A plague of this proportion, on the heels of one of the greatest natural disasters in history, would surely move the world to tears. Yet, among some, news of a malaria outbreak would only prompt anger—righteous anger toward the radical environmentalist movement on whose shoulders the guilt of such an epidemic would rest.
The reason I use the world “guilt” is because malaria is an easily preventable disease. Halting its spread, however, would require the environmentalist movement to renounce one of its favorite pet causes, codified in Rachel Carson’s classic 1962 treatise Silent Spring. Carson claimed, among other things, that the widespread use of pesticides, especially the extremely effective malaria-fighting DDT, resulted in higher cancer rates in human beings. Yet there is not one iota of scientific evidence to buttress this claim. In fact, the thrust of the research on this question runs to the contrary.
According to scientific testing by Dr. Philip Butler, director of the Fish and Wildlife Service's Sabine Island Research Laboratory, “92 percent of DDT and its metabolites” vanish from the environment after 38 days. Furthermore, as the former director of the World Health Organization (WHO) acknowledged decades ago, “DDT is so safe that no symptoms have been observed among the 130,000 spraymen or the 535 million inhabitants of sprayed houses [over the years in which DDT spraying was legal]. No toxicity was observed in the wildlife of the countries participating in the malaria campaign.”
In what appears to have been a last, desperate attempt to rid the world of Rachel Carson’s myth, one study commissioned in 1956 asked volunteers to eat DDT every day for two years. Amazingly, the volunteers reported no major physical maladies then or even later in life.

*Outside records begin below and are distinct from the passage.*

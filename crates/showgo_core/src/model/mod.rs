//! Domain records held by the ShowGo store.
//!
//! # Responsibility
//! - Define the canonical `User` and `Event` records.
//! - Define structured insert payloads (`NewUser`, `NewEvent`).
//!
//! # Invariants
//! - Record identifiers are assigned by the store, never by callers.
//! - Insert payloads never carry `id` or `created_at`.

pub mod event;
pub mod user;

After the Environmental Protection Agency (EPA) banned DDT in 1972, Judge Edmund Sweeney, who was in charge of an EPA advisory body on DDT, concluded that such a ban was unnecessary: “DDT is not a carcinogenic hazard to man...is not a mutagenic or teratogenic hazard to man...[the] use of DDT under the regulations involved here [does] not have a deleterious effect on freshwater fish, estuarine organisms, wild birds or other wildlife.”
So we’ve proven that DDT isn’t harmful, but what makes it so indispensable in combating malaria? Consider that before the DDT revolution of the 1950s, India experienced 800,000 deaths a year from malaria. In the later 60s, after India had relentlessly implemented the use of DDT, annual malaria cases were down to almost zero. According to the New York Times, “In Sri Lanka, then called Ceylon, 2.8 million cases of malaria per year fell to 17.” The Times further notes that this dramatic downturn in malaria cases worldwide even lead the National Academy of Sciences to proclaim that “to only a few chemicals does man owe as great a debt as to DDT.”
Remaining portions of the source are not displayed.